Revenue sources for total health expenditures in Health Canada (2003).

Reproduced from Canadian Institute for Health Information (CIHI), 2005 National Health Expenditure Trends, 1975–2005. Canadian Institute for Health Information, Ottawa.

Until recently, almost all hospitals in Canada were owned and administered at the local level by municipalities or private not-for-profit corporations, including religious-based organizations. However, some (but not all) of these hospitals have recently been subsumed by new public arm's-length organizations known as regional health authorities (RHAs), which were established by the provinces beginning in the late 1980s. This change, commonly referred to as regionalization in Canada (see Table 1 ), involved the provincial governments carving up their respective territories into geographic regions and then creating RHAs to administer the delivery of a continuum of health services, from hospitals and nursing homes to home care and public health to the population resident in these regions. As arm's-length public organizations established under provincial law, RHAs have a mandate to meet the health needs of the populations within their boundaries as both purchasers and providers of services. The type and extent of services purchased from independent facilities or professionals vary considerably among RHAs and among provinces. As can be seen in Table 1, the number of RHAs varies considerably with two provinces having RHAs that cover the entire provincial population and two territories in which regionalization was never established.

Table 1.

Population (in thousands) and regionalization in Canadian provinces and territories, 2013

Province or Territory Total population % of total population in Canada Year regionalization first established Number of RHAs
British Columbia 4582.0 13.0 1997 5
Alberta 4025.1 11.4 1994 1
Saskatchewan 1108.3 3.2 1992 13
Manitoba 1265.0 3.6 1997 5
Ontario 13 538.0 38.5 2005 14
Québec 8153.3 23.2 1989 18
New Brunswick 756.1 2.2 1996 2
Nova Scotia 940.8 2.7 1992 8
Prince Edward Island 145.2 0.4 1993 1
Newfoundland and Labrador 526.7 1.5 1994 4
Yukon 36.7 0.1 0
Northwest Territories 43.5 0.1 1997 8
Nunavut 35.6 0.1 0

Since RHAs are delegated authorities with a law-making or regulatory capacity, provincial governments regulate health facilities and organizations.
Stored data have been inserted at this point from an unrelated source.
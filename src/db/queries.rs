pub const CREATE_SLOTS: &str = r#"
CREATE TABLE IF NOT EXISTS slots (
  name        TEXT PRIMARY KEY,
  value       TEXT NOT NULL,
  updated_at  INTEGER NOT NULL
);
"#;

pub const SELECT_SLOT: &str = "SELECT value FROM slots WHERE name = ?1";

pub const SELECT_SLOT_UPDATED_AT: &str = "SELECT updated_at FROM slots WHERE name = ?1";

pub const UPSERT_SLOT: &str = "INSERT INTO slots (name, value, updated_at) VALUES (?1, ?2, ?3)
 ON CONFLICT(name)
 DO UPDATE SET value=excluded.value, updated_at=excluded.updated_at";

pub const DELETE_SLOT: &str = "DELETE FROM slots WHERE name = ?1";

pub fn schema_statements() -> Vec<&'static str> {
    vec![CREATE_SLOTS]
}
However, health-care organizations, including independent hospitals and long-term care facilities as well as RHAs are accredited on a voluntary basis through Accreditation Canada, a membership-based non-governmental body. Most health professions, including physicians and nurses, are self-regulating based on provincial and territorial framework laws. Six provincial governments have established health quality councils to work with health providers and health organizations (including RHAs) to improve quality and safety. However, no provincial quality council has been given the mandate to regulate quality or set enforceable standards.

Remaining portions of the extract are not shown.